One example use case for such production + monitoring displays are neuroscience / medical science applications where one high quality display device is used to present visual animations to test subjects or patients in a fMRI scanner room (production display), whereas an operator monitors the same visual animations from a control room on a lower quality display. Presentation timing needs to be perfect, and animations high-speed and tear-free for the production display, whereas quality and timing don't matter for the monitoring display.

This commit gives users the option to choose such a trade-off as opt-in:

It adds a new boolean option "AsyncFlipSecondaries" to the device section of xorg.conf. If this option is specified as true, then DRI3 pageflip behaviour changes as follows:

  1. The "reference crtc" for a windows PresentPixmap operation does a vblank synced flip, or a DRM_MODE_PAGE_FLIP_ASYNC non-synchronized flip, as requested by the caller, just as in the past. Typically flips will be requested to be vblank synchronized for tear-free presentation. The "reference crtc" is the one chosen by the caller to drive presentation timing (as specified by PresentPixmap()'s "target_msc", "divisor", "remainder" parameters and implemented by vblank events) and to deliver Present completion timestamps (msc and ust) extracted from its pageflip completion event.
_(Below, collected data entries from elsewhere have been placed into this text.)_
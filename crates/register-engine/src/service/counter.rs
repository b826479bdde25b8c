//! # Counter Store
//!
//! One row per scope key holding the last assigned number as a big-endian
//! `u64`. A missing row means 0. Rows are only ever read-locked-written
//! inside the caller's transaction, so a rolled-back creation never moves a
//! counter.

use super::*;
use crate::domain::errors::StorageError;
use crate::domain::value_objects::{KeyPrefix, ScopeKey};
use crate::ports::outbound::StoreTransaction;

/// Lock the scope's counter row, advance it by one and return the new value.
///
/// Blocks while a concurrent transaction holds the same row; different
/// scopes never contend. The lock is held until `tx` commits or drops.
pub(crate) fn allocate_next<T: StoreTransaction>(
    tx: &mut T,
    office: &str,
    scope: &ScopeKey,
) -> Result<u64, RegisterError> {
    let key = KeyPrefix::counter_key(office, scope);
    let current = match tx.get_for_update(&key)? {
        Some(bytes) => decode_counter(scope, &bytes)?,
        None => 0,
    };
    let next = current.checked_add(1).ok_or_else(|| StorageError::Corruption {
        message: format!("counter {scope} overflowed"),
    })?;
    tx.put(&key, &next.to_be_bytes())?;
    Ok(next)
}

fn decode_counter(scope: &ScopeKey, bytes: &[u8]) -> Result<u64, StorageError> {
    <[u8; 8]>::try_from(bytes)
        .map(u64::from_be_bytes)
        .map_err(|_| StorageError::Corruption {
            message: format!("counter {scope} holds {} bytes, expected 8", bytes.len()),
        })
}

impl<ST, TS, IG, PJ, RS> RegisterService<ST, TS, IG, PJ, RS>
where
    ST: TransactionalStore,
    TS: TimeSource,
    IG: IdGenerator,
    PJ: IndexProjector,
    RS: RecordSerializer,
{
    /// Last committed number of a scope, 0 if nothing was allocated yet.
    pub fn counter_value(&self, scope: &ScopeKey) -> Result<u64, RegisterError> {
        let key = KeyPrefix::counter_key(&self.config.office_id, scope);
        match self.store.get(&key)? {
            Some(bytes) => Ok(decode_counter(scope, &bytes)?),
            None => Ok(0),
        }
    }
}

#[cfg(test)]
mod tests {
    use super::*;
    use crate::domain::value_objects::NumberingPool;

    #[test]
    fn test_allocate_starts_at_one_and_is_rolled_back_on_drop() {
        let store = InMemoryStore::new();
        let scope = ScopeKey::yearly(NumberingPool::Notarial, 2025);

        {
            let mut tx = store.begin().unwrap();
            assert_eq!(allocate_next(&mut tx, "main", &scope).unwrap(), 1);
        }
        let mut tx = store.begin().unwrap();
        assert_eq!(allocate_next(&mut tx, "main", &scope).unwrap(), 1);
        tx.commit().unwrap();

        let mut tx = store.begin().unwrap();
        assert_eq!(allocate_next(&mut tx, "main", &scope).unwrap(), 2);
    }

    #[test]
    fn test_malformed_counter_is_corruption() {
        let store = InMemoryStore::new();
        let scope = ScopeKey::monthly(NumberingPool::Notarial, 2025, 3);
        let mut tx = store.begin().unwrap();
        tx.put(&KeyPrefix::counter_key("main", &scope), b"abc").unwrap();
        tx.commit().unwrap();

        let mut tx = store.begin().unwrap();
        let err = allocate_next(&mut tx, "main", &scope).unwrap_err();
        assert!(matches!(
            err,
            RegisterError::Storage(StorageError::Corruption { .. })
        ));
    }

    #[test]
    fn test_overflow_is_reported() {
        let store = InMemoryStore::new();
        let scope = ScopeKey::yearly(NumberingPool::Notarial, 2025);
        let mut tx = store.begin().unwrap();
        tx.put(&KeyPrefix::counter_key("main", &scope), &u64::MAX.to_be_bytes())
            .unwrap();
        tx.commit().unwrap();

        let mut tx = store.begin().unwrap();
        assert!(allocate_next(&mut tx, "main", &scope).is_err());
    }
}
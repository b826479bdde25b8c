//! # Index Projection
//!
//! Derives klapper rows from a register entry. Pure: the output depends only
//! on the entry, including its already-allocated `yearly_seq`.

use crate::domain::entities::{IndexEntry, RegisterEntry};
use crate::domain::errors::ProjectionError;
use crate::domain::value_objects::IndexEntryId;

/// First-letter bucket for names without any letter.
pub const NO_LETTER: char = '#';

/// Upper-cased first Unicode letter of the trimmed name, skipping any
/// leading non-letters.
pub fn first_letter(name: &str) -> char {
    name.trim()
        .chars()
        .find(|c| c.is_alphabetic())
        .and_then(|c| c.to_uppercase().next())
        .unwrap_or(NO_LETTER)
}

/// One index row per appearer name, in submission order.
pub fn project_entry(entry: &RegisterEntry) -> Result<Vec<IndexEntry>, ProjectionError> {
    if entry.appearer_names.is_empty() {
        return Err(ProjectionError::NoAppearers);
    }

    entry
        .appearer_names
        .iter()
        .enumerate()
        .map(|(position, name)| {
            let position = u16::try_from(position).map_err(|_| {
                ProjectionError::Rejected(format!("too many appearers ({position})"))
            })?;
            let name = name.trim();
            Ok(IndexEntry {
                id: IndexEntryId {
                    entry: entry.id,
                    position,
                },
                register_entry_id: entry.id,
                appearer_name: name.to_string(),
                first_letter: first_letter(name),
                nature_of_deed: entry.nature_of_deed.clone(),
                executed_at: entry.executed_at,
                yearly_seq: entry.yearly_seq,
                pool: entry.pool,
            })
        })
        .collect()
}

#[cfg(test)]
mod tests {
    use super::*;
    use crate::domain::value_objects::{ActorId, EntryId, NumberingPool};
    use chrono::{DateTime, NaiveDate, Utc};
    use uuid::Uuid;

    fn entry_with(names: &[&str]) -> RegisterEntry {
        RegisterEntry {
            id: EntryId::from_uuid(Uuid::from_u128(42)),
            yearly_seq: 17,
            monthly_seq: 4,
            pool: NumberingPool::Notarial,
            executed_at: NaiveDate::from_ymd_opt(2025, 3, 10).unwrap(),
            nature_of_deed: "Power of Attorney".to_string(),
            appearer_names: names.iter().map(|n| n.to_string()).collect(),
            notes: None,
            is_land_registry_act: false,
            linked_document_id: None,
            created_by_actor_id: ActorId::new("staff-1"),
            created_at: DateTime::<Utc>::from_timestamp(0, 0).unwrap(),
            amended_at: None,
            amended_by_actor_id: None,
        }
    }

    #[test]
    fn test_first_letter() {
        assert_eq!(first_letter("budi"), 'B');
        assert_eq!(first_letter("  ani"), 'A');
        assert_eq!(first_letter("'s-Gravesande"), 'S');
        assert_eq!(first_letter("3M Indonesia"), 'M');
        assert_eq!(first_letter("élodie"), 'É');
        assert_eq!(first_letter("123"), NO_LETTER);
        assert_eq!(first_letter(""), NO_LETTER);
    }

    #[test]
    fn test_one_row_per_name_with_parent_copies() {
        let entry = entry_with(&["Siti", " dewi "]);
        let rows = project_entry(&entry).unwrap();

        assert_eq!(rows.len(), 2);
        assert_eq!(rows[1].appearer_name, "dewi");
        assert_eq!(rows[1].first_letter, 'D');
        assert_eq!(rows[1].id.position, 1);
        for row in &rows {
            assert_eq!(row.register_entry_id, entry.id);
            assert_eq!(row.yearly_seq, 17);
            assert_eq!(row.nature_of_deed, entry.nature_of_deed);
            assert_eq!(row.executed_at, entry.executed_at);
        }
    }

    #[test]
    fn test_projection_is_deterministic() {
        let entry = entry_with(&["Siti", "Budi"]);
        assert_eq!(project_entry(&entry), project_entry(&entry));
    }

    #[test]
    fn test_no_names_is_rejected() {
        let entry = entry_with(&[]);
        assert_eq!(project_entry(&entry), Err(ProjectionError::NoAppearers));
    }
}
  2. All other crtc's, which also page-flip in a multi-display configuration, will try to flip with DRM_MODE_PAGE_FLIP_ASYNC, ie. immediately and not synchronized to vblank. This allows the PresentPixmap operation to complete with little delay compared to a single-display present, especially if the different crtc's run at different video refresh rates or their refresh cycles are not perfectly synchronized, but drift against each other. The downside is potential tearing artifacts on all outputs apart from the one of the "reference crtc".

Successfully tested on a AMD gpu with single-display and dual-display setups, and with single-X-Screen as well as dual-X-Screen "ZaphodHeads" configurations.